Task brief:
Reproduce exactly the lines below, from the first through the one containing "impl std::fmt::Display for", and nothing more.
Data records: Begin
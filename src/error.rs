use axum::http::StatusCode;
use axum::response::{IntoResponse, Response};
use serde_json::json;

use crate::db::StoreError;
use crate::scheduling::ValidationError;

#[derive(Debug)]
pub enum AppError {
    BadRequest(String),
    Validation(ValidationError),
    QueryFailure(StoreError),
    WriteFailure(StoreError),
}

impl std::fmt::Display for AppError {
    fn fmt(&self, f: &mut std::fmt::Formatter<'_>) -> std::fmt::Result {
        match self {
            AppError::BadRequest(msg) => write!(f, "Bad Request: {msg}"),
            AppError::Validation(err) => write!(f, "Validation Error: {err}"),
            AppError::QueryFailure(err) => write!(f, "Query Failure: {err}"),
            AppError::WriteFailure(err) => write!(f, "Write Failure: {err}"),
        }
    }
}

impl IntoResponse for AppError {
    fn into_response(self) -> Response {
        let (status, message) = match &self {
            AppError::BadRequest(msg) => {
                tracing::warn!("Rejected request: {msg}");
                (StatusCode::BAD_REQUEST, msg.clone())
            }
            AppError::Validation(err) => {
                tracing::warn!("Rejected request: {err}");
                (StatusCode::BAD_REQUEST, err.to_string())
            }
            AppError::QueryFailure(err) => {
                tracing::error!(code = ?err.code(), "Document store query failed: {err}");
                (
                    StatusCode::INTERNAL_SERVER_ERROR,
                    "Failed to read from the document store".to_string(),
                )
            }
            AppError::WriteFailure(err) => {
                tracing::error!(code = ?err.code(), "Document store write failed: {err}");
                (
                    StatusCode::INTERNAL_SERVER_ERROR,
                    "Failed to write to the document store".to_string(),
                )
            }
        };

        let body = json!({ "error": message });
        (status, axum::Json(body)).into_response()
    }
}

impl From<ValidationError> for AppError {
    fn from(err: ValidationError) -> Self {
        AppError::Validation(err)
    }
}
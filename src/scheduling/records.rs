use serde::Deserialize;

use super::window::{DEFAULT_DURATION_MINUTES, TimeWindow};
use super::{ValidationError, default_availability, new_id};
use crate::models::{Appointment, User};

/// Body of `POST /AddUser`. Missing fields are reported by `into_record`.
#[derive(Debug, Default, Deserialize)]
pub struct NewUser {
    pub name: Option<String>,
    pub email: Option<String>,
}

/// Body of `POST /AddAppointment`.
#[derive(Debug, Default, Deserialize)]
pub struct NewAppointment {
    pub user_id: Option<String>,
    pub client_name: Option<String>,
    pub start_time: Option<String>,
    /// Older clients send the start under this name; `start_time` wins.
    pub start_time_iso: Option<String>,
    pub duration_minutes: Option<i64>,
}

impl NewUser {
    pub fn into_record(self, tenant_id: &str) -> Result<User, ValidationError> {
        build_user(self.name.as_deref(), self.email.as_deref(), tenant_id)
    }
}

impl NewAppointment {
    pub fn into_record(self, tenant_id: &str) -> Result<Appointment, ValidationError> {
        let start_time = self
            .start_time
            .filter(|s| !s.is_empty())
            .or(self.start_time_iso);

        build_appointment(
            self.user_id.as_deref(),
            self.client_name.as_deref(),
            start_time.as_deref(),
            self.duration_minutes,
            tenant_id,
        )
    }
}

pub fn build_user(
    name: Option<&str>,
    email: Option<&str>,
    tenant_id: &str,
) -> Result<User, ValidationError> {
    let name = required("name", name)?;
    let email = required("email", email)?;

    Ok(User {
        id: new_id(),
        name: name.to_string(),
        email: email.to_string(),
        availability: default_availability(),
        tenant_id: tenant_id.to_string(),
    })
}

/// Builds an appointment record. The user reference and overlaps with other
/// appointments are not checked.
pub fn build_appointment(
    user_id: Option<&str>,
    client_name: Option<&str>,
    start_time: Option<&str>,
    duration_minutes: Option<i64>,
    tenant_id: &str,
) -> Result<Appointment, ValidationError> {
    let user_id = required("user_id", user_id)?;
    let client_name = required("client_name", client_name)?;
    let start_time = required("start_time", start_time)?;

    let window = TimeWindow::new(
        start_time,
        duration_minutes.unwrap_or(DEFAULT_DURATION_MINUTES),
    )?;

    Ok(Appointment {
        id: new_id(),
        user_id: user_id.to_string(),
        client_name: client_name.to_string(),
        start_time: window.start_rfc3339(),
        end_time: window.end_rfc3339(),
        duration_minutes: window.duration_minutes,
        tenant_id: tenant_id.to_string(),
    })
}

fn required<'a>(field: &'static str, value: Option<&'a str>) -> Result<&'a str, ValidationError> {
    match value {
        Some(v) if !v.is_empty() => Ok(v),
        _ => Err(ValidationError::MissingField(field)),
    }
}
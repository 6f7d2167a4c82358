use uuid::Uuid;

/// Fresh random (v4) identifier. Called once per created record.
pub fn new_id() -> Uuid {
    Uuid::new_v4()
}
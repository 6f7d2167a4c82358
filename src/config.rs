use std::net::IpAddr;

pub const DEFAULT_TENANT_ID: &str = "main_tenant";

#[derive(Debug, Clone)]
pub struct Config {
    pub store: StoreBackend,
    pub host: IpAddr,
    pub port: u16,
    pub tenant_id: String,
    pub users_container: String,
    pub appointments_container: String,
    pub max_body_size: usize,
    pub log_level: String,
}

#[derive(Debug, Clone, PartialEq)]
pub enum StoreBackend {
    Postgres { database_url: String },
    Memory,
}

impl Config {
    pub fn from_env() -> Result<Self, String> {
        let store = match env_or("BOOKINGS_STORE", "postgres").as_str() {
            "postgres" => StoreBackend::Postgres {
                database_url: env_required("DATABASE_URL")?,
            },
            "memory" => StoreBackend::Memory,
            other => return Err(format!("Invalid BOOKINGS_STORE: {other}")),
        };

        let host: IpAddr = env_or("BOOKINGS_HOST", "0.0.0.0")
            .parse()
            .map_err(|e| format!("Invalid BOOKINGS_HOST: {e}"))?;

        let port: u16 = env_or("BOOKINGS_PORT", "3000")
            .parse()
            .map_err(|e| format!("Invalid BOOKINGS_PORT: {e}"))?;

        let tenant_id = env_or("BOOKINGS_TENANT_ID", DEFAULT_TENANT_ID);
        if tenant_id.trim().is_empty() {
            return Err("BOOKINGS_TENANT_ID must not be empty".to_string());
        }

        let users_container = env_or("BOOKINGS_USERS_CONTAINER", "users");
        let appointments_container = env_or("BOOKINGS_APPOINTMENTS_CONTAINER", "appointments");
        if users_container == appointments_container {
            return Err(
                "BOOKINGS_USERS_CONTAINER and BOOKINGS_APPOINTMENTS_CONTAINER must differ"
                    .to_string(),
            );
        }

        let max_body_size: usize = env_or("BOOKINGS_MAX_BODY_SIZE", "65536")
            .parse()
            .map_err(|e| format!("Invalid BOOKINGS_MAX_BODY_SIZE: {e}"))?;

        let log_level = env_or("BOOKINGS_LOG_LEVEL", "info");

        Ok(Config {
            store,
            host,
            port,
            tenant_id,
            users_container,
            appointments_container,
            max_body_size,
            log_level,
        })
    }

    /// In-memory configuration with the default tenant and container names.
    pub fn in_memory() -> Self {
        Config {
            store: StoreBackend::Memory,
            host: IpAddr::from([127, 0, 0, 1]),
            port: 0,
            tenant_id: DEFAULT_TENANT_ID.to_string(),
            users_container: "users".to_string(),
            appointments_container: "appointments".to_string(),
            max_body_size: 65_536,
            log_level: "warn".to_string(),
        }
    }
}

fn env_required(key: &str) -> Result<String, String> {
    std::env::var(key).map_err(|_| format!("Missing required environment variable: {key}"))
}

fn env_or(key: &str, default: &str) -> String {
    std::env::var(key).unwrap_or_else(|_| default.to_string())
}
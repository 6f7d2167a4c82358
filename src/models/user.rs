use serde::{Deserialize, Serialize};
use uuid::Uuid;

#[derive(Debug, Clone, PartialEq, Serialize, Deserialize)]
pub struct User {
    pub id: Uuid,
    pub name: String,
    pub email: String,
    pub availability: Availability,
    pub tenant_id: String,
}

/// Projection returned by the user listing; email and availability are withheld.
#[derive(Debug, Clone, PartialEq, Serialize, Deserialize)]
pub struct UserSummary {
    pub id: String,
    pub name: String,
}

/// Weekly working schedule. Times are `HH:MM`.
#[derive(Debug, Clone, PartialEq, Eq, Serialize, Deserialize)]
pub struct Availability {
    pub days: Vec<Weekday>,
    pub start_time: String,
    pub end_time: String,
}

#[derive(Debug, Clone, Copy, PartialEq, Eq, PartialOrd, Ord, Serialize, Deserialize)]
pub enum Weekday {
    Mon,
    Tue,
    Wed,
    Thu,
    Fri,
    Sat,
    Sun,
}
use std::sync::Arc;

use crate::config::Config;
use crate::db::DocumentStore;

pub type SharedState = Arc<AppState>;

pub struct AppState {
    pub store: Arc<dyn DocumentStore>,
    pub config: Config,
}
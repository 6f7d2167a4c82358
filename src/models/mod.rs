mod appointment;
mod user;

pub use appointment::Appointment;
pub use user::{Availability, User, UserSummary, Weekday};
use async_trait::async_trait;
use serde_json::Value;
use sqlx::PgPool;

use super::{DocumentQuery, DocumentStore, PartitionScope, StoreError, document_id};

/// Document store backed by the `documents` table (JSONB bodies).
#[derive(Clone)]
pub struct PgDocumentStore {
    pool: PgPool,
}

impl PgDocumentStore {
    pub fn new(pool: PgPool) -> Self {
        Self { pool }
    }

    pub fn pool(&self) -> &PgPool {
        &self.pool
    }
}

#[async_trait]
impl DocumentStore for PgDocumentStore {
    async fn create(
        &self,
        container: &str,
        partition_key: &str,
        document: &Value,
    ) -> Result<(), StoreError> {
        let id = document_id(document)?;

        sqlx::query(
            "INSERT INTO documents (container, partition_key, id, body) VALUES ($1, $2, $3, $4)",
        )
        .bind(container)
        .bind(partition_key)
        .bind(id)
        .bind(document)
        .execute(&self.pool)
        .await?;
        Ok(())
    }

    async fn query(&self, container: &str, query: &DocumentQuery) -> Result<Vec<Value>, StoreError> {
        let sql = build_select(query);

        let mut q = sqlx::query_scalar::<_, Value>(&sql).bind(container);
        if let PartitionScope::Partition(key) = &query.scope {
            q = q.bind(key.as_str());
        }
        for filter in &query.filters {
            q = q.bind(filter.field.as_str()).bind(&filter.value);
        }

        Ok(q.fetch_all(&self.pool).await?)
    }
}

fn build_select(query: &DocumentQuery) -> String {
    let mut sql = String::from("SELECT body FROM documents WHERE container = $1");
    let mut next = 2;

    if let PartitionScope::Partition(_) = query.scope {
        sql.push_str(&format!(" AND partition_key = ${next}"));
        next += 1;
    }
    for _ in &query.filters {
        sql.push_str(&format!(" AND body -> ${} = ${}", next, next + 1));
        next += 2;
    }

    sql.push_str(" ORDER BY seq");
    sql
}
Data records: End
Solution:
filename src/error.rs
use axum::http::StatusCode;
use axum::response::{IntoResponse, Response};
use serde_json::json;

use crate::db::StoreError;
use crate::scheduling::ValidationError;

#[derive(Debug)]
pub enum AppError {
    BadRequest(String),
    Validation(ValidationError),
    QueryFailure(StoreError),
    WriteFailure(StoreError),
}

impl std::fmt::Display for AppError {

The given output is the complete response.